→ **What the task asks**:
I would like you to restate each record word for word.

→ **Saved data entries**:
%%

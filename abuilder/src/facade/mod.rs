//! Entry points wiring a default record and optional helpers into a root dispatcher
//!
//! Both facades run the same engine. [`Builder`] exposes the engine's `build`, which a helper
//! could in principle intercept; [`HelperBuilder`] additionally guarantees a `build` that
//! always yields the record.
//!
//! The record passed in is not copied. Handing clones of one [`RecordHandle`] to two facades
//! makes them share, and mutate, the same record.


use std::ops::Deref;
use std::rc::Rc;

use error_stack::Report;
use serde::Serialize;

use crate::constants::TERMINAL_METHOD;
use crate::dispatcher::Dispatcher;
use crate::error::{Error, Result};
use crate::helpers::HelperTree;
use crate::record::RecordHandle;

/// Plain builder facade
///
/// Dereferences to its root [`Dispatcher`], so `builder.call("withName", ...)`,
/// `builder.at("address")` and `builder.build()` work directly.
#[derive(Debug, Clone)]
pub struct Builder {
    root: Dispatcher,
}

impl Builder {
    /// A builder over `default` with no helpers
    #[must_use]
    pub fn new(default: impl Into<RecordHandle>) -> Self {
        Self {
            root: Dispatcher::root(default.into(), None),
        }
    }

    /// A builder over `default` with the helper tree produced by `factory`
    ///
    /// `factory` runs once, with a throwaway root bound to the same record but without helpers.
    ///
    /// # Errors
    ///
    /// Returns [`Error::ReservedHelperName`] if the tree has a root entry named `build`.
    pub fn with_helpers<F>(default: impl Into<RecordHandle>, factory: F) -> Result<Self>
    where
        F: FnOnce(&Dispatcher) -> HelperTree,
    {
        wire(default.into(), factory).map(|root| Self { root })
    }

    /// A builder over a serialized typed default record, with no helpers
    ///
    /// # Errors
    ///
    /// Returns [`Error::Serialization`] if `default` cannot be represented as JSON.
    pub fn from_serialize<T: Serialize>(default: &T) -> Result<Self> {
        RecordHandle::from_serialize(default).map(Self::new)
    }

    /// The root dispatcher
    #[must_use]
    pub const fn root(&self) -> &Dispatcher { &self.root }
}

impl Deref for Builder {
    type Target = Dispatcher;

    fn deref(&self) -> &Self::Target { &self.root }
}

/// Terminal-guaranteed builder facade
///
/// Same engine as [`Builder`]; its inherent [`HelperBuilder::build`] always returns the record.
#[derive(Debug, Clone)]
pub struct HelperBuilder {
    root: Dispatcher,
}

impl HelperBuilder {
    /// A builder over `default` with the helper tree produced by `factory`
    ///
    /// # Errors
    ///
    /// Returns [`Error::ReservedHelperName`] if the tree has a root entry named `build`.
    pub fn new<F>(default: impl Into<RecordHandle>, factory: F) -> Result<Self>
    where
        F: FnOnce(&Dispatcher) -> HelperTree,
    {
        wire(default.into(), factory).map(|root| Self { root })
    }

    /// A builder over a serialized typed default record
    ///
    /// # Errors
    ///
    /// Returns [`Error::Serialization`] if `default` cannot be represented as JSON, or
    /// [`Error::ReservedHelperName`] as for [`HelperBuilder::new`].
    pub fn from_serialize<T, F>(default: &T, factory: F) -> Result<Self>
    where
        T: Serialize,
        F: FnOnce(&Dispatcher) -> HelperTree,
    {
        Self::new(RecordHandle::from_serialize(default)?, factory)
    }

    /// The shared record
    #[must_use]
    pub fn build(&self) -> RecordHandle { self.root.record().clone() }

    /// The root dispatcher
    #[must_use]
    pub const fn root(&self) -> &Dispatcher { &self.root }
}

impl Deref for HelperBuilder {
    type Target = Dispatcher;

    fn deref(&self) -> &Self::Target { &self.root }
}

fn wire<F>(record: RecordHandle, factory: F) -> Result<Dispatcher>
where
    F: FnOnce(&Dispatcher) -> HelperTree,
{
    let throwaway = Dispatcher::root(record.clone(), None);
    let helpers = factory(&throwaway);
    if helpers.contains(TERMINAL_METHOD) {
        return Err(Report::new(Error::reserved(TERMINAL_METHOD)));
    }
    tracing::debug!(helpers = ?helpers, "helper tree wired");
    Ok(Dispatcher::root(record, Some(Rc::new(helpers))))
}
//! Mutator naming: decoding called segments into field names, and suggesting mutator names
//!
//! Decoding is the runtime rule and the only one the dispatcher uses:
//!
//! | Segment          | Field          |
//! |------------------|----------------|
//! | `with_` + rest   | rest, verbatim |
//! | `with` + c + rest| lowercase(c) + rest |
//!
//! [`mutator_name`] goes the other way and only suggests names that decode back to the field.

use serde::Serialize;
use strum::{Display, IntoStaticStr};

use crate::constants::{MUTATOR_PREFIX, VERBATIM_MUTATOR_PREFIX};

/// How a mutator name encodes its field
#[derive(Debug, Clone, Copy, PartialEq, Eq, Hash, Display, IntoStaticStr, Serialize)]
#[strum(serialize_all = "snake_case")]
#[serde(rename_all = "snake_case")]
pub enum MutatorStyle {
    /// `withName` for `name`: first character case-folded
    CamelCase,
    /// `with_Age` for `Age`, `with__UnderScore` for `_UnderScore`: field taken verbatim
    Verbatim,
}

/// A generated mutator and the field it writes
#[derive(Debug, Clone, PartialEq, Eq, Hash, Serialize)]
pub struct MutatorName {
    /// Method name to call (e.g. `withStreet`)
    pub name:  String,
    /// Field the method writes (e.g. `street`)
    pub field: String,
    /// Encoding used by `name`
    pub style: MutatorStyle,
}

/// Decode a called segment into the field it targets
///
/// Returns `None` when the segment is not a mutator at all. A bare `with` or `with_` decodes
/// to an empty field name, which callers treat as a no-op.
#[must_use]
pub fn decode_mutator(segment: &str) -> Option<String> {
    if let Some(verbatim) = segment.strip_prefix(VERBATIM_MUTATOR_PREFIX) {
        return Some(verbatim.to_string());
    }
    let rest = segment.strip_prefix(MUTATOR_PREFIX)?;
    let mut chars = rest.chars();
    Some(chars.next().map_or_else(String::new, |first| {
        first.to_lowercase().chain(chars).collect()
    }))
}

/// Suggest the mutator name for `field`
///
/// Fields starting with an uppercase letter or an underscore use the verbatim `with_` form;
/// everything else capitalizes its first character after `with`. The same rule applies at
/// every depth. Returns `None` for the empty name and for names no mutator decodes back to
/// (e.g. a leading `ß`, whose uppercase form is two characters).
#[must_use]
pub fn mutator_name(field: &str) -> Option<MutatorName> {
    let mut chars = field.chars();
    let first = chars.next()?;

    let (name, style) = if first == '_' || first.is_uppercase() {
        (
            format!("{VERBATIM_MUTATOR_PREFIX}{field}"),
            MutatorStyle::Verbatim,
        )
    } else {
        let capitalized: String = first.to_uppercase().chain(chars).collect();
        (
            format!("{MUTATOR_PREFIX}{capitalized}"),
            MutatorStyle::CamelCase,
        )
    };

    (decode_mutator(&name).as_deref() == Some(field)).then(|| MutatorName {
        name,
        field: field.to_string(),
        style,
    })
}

%%

→ **Answer box**:
filename abuilder/src/facade/mod.rs
//! Entry points wiring a default record and optional helpers into a root dispatcher
//!
//! Both facades run the same engine. [`Builder`] exposes the engine's `build`, which a helper
//! could in principle intercept; [`HelperBuilder`] additionally guarantees a `build` that
//! always yields the record.
//!
//! The record passed in is not copied. Handing clones of one [`RecordHandle`] to two facades
//! makes them share, and mutate, the same record.


use std::ops::Deref;
use std::rc::Rc;

use error_stack::Report;
use serde::Serialize;

use crate::constants::TERMINAL_METHOD;
use crate::dispatcher::Dispatcher;
use crate::error::{Error, Result};
use crate::helpers::HelperTree;
use crate::record::RecordHandle;

/// Plain builder facade
///
/// Dereferences to its root [`Dispatcher`], so `builder.call("withName", ...)`,
/// `builder.at("address")` and `builder.build()` work directly.
#[derive(Debug, Clone)]
pub struct Builder {
    root: Dispatcher,
}

impl Builder {
    /// A builder over `default` with no helpers
    #[must_use]
    pub fn new(default: impl Into<RecordHandle>) -> Self {
        Self {
            root: Dispatcher::root(default.into(), None),
        }
    }

    /// A builder over `default` with the helper tree produced by `factory`
    ///
    /// `factory` runs once, with a throwaway root bound to the same record but without helpers.
    ///
    /// # Errors
    ///
    /// Returns [`Error::ReservedHelperName`] if the tree has a root entry named `build`.
    pub fn with_helpers<F>(default: impl Into<RecordHandle>, factory: F) -> Result<Self>
    where
        F: FnOnce(&Dispatcher) -> HelperTree,
    {
        wire(default.into(), factory).map(|root| Self { root })
    }

    /// A builder over a serialized typed default record, with no helpers
    ///
    /// # Errors
    ///
    /// Returns [`Error::Serialization`] if `default` cannot be represented as JSON.
    pub fn from_serialize<T: Serialize>(default: &T) -> Result<Self> {
        RecordHandle::from_serialize(default).map(Self::new)
    }

    /// The root dispatcher
    #[must_use]
    pub const fn root(&self) -> &Dispatcher { &self.root }
}

impl Deref for Builder {
    type Target = Dispatcher;

    fn deref(&self) -> &Self::Target { &self.root }
}

/// Terminal-guaranteed builder facade
///
/// Same engine as [`Builder`]; its inherent [`HelperBuilder::build`] always returns the record.
#[derive(Debug, Clone)]
pub struct HelperBuilder {
    root: Dispatcher,
}

impl HelperBuilder {
    /// A builder over `default` with the helper tree produced by `factory`
    ///
    /// # Errors
    ///
    /// Returns [`Error::ReservedHelperName`] if the tree has a root entry named `build`.
    pub fn new<F>(default: impl Into<RecordHandle>, factory: F) -> Result<Self>
    where
        F: FnOnce(&Dispatcher) -> HelperTree,
    {
        wire(default.into(), factory).map(|root| Self { root })
    }

    /// A builder over a serialized typed default record
    ///
    /// # Errors
    ///
    /// Returns [`Error::Serialization`] if `default` cannot be represented as JSON, or
    /// [`Error::ReservedHelperName`] as for [`HelperBuilder::new`].
    pub fn from_serialize<T, F>(default: &T, factory: F) -> Result<Self>
    where
        T: Serialize,
        F: FnOnce(&Dispatcher) -> HelperTree,
    {
        Self::new(RecordHandle::from_serialize(default)?, factory)
    }

    /// The shared record
    #[must_use]
    pub fn build(&self) -> RecordHandle { self.root.record().clone() }

    /// The root dispatcher
    #[must_use]
    pub const fn root(&self) -> &Dispatcher { &self.root }
}

impl Deref for HelperBuilder {
    type Target = Dispatcher;

    fn deref(&self) -> &Self::Target { &self.root }
}

fn wire<F>(record: RecordHandle, factory: F) -> Result<Dispatcher>
where
    F: FnOnce(&Dispatcher) -> HelperTree,
{
    let throwaway = Dispatcher::root(record.clone(), None);
    let helpers = factory(&throwaway);
    if helpers.contains(TERMINAL_METHOD) {
        return Err(Report::new(Error::reserved(TERMINAL_METHOD)));
    }
    tracing::debug!(helpers = ?helpers, "helper tree wired");
    Ok(Dispatcher::root(record, Some(Rc::new(helpers))))
}
//! Mutator naming: decoding called segments into field names, and suggesting mutator names
//!
//! Decoding is the runtime rule and the only one the dispatcher uses:
//!
//! | Segment          | Field          |
//! |------------------|----------------|
//! | `with_` + rest   | rest, verbatim |
//! | `with` + c + rest| lowercase(c) + rest |
//!
//! [`mutator_name`] goes the other way and only suggests names that decode back to the field.

use serde::Serialize;
use strum::{Display, IntoStaticStr};

use crate::constants::{MUTATOR_PREFIX, VERBATIM_MUTATOR_PREFIX};

/// How a mutator name encodes its field
#[derive(Debug, Clone, Copy, PartialEq, Eq, Hash, Display, IntoStaticStr, Serialize)]
#[strum(serialize_all = "snake_case")]
#[serde(rename_all = "snake_case")]
pub enum MutatorStyle {
    /// `withName` for `name`: first character case-folded
    CamelCase,
    /// `with_Age` for `Age`, `with__UnderScore` for `_UnderScore`: field taken verbatim
    Verbatim,
}

/// A generated mutator and the field it writes
#[derive(Debug, Clone, PartialEq, Eq, Hash, Serialize)]
pub struct MutatorName {
    /// Method name to call (e.g. `withStreet`)
    pub name:  String,
    /// Field the method writes (e.g. `street`)
    pub field: String,
    /// Encoding used by `name`
    pub style: MutatorStyle,
}

/// Decode a called segment into the field it targets
///
/// Returns `None` when the segment is not a mutator at all. A bare `with` or `with_` decodes
/// to an empty field name, which callers treat as a no-op.
#[must_use]
pub fn decode_mutator(segment: &str) -> Option<String> {
    if let Some(verbatim) = segment.strip_prefix(VERBATIM_MUTATOR_PREFIX) {
        return Some(verbatim.to_string());
    }
    let rest = segment.strip_prefix(MUTATOR_PREFIX)?;
    let mut chars = rest.chars();
    Some(chars.next().map_or_else(String::new, |first| {
        first.to_lowercase().chain(chars).collect()
    }))
}

/// Suggest the mutator name for `field`
///
/// Fields starting with an uppercase letter or an underscore use the verbatim `with_` form;
/// everything else capitalizes its first character after `with`. The same rule applies at
/// every depth. Returns `None` for the empty name and for names no mutator decodes back to
/// (e.g. a leading `ß`, whose uppercase form is two characters).
#[must_use]
pub fn mutator_name(field: &str) -> Option<MutatorName> {
    let mut chars = field.chars();
    let first = chars.next()?;

    let (name, style) = if first == '_' || first.is_uppercase() {
        (
            format!("{VERBATIM_MUTATOR_PREFIX}{field}"),
            MutatorStyle::Verbatim,
        )
    } else {
        let capitalized: String = first.to_uppercase().chain(chars).collect();
        (
            format!("{MUTATOR_PREFIX}{capitalized}"),
            MutatorStyle::CamelCase,
        )
    };

    (decode_mutator(&name).as_deref() == Some(field)).then(|| MutatorName {
        name,
        field: field.to_string(),
        style,
    })
}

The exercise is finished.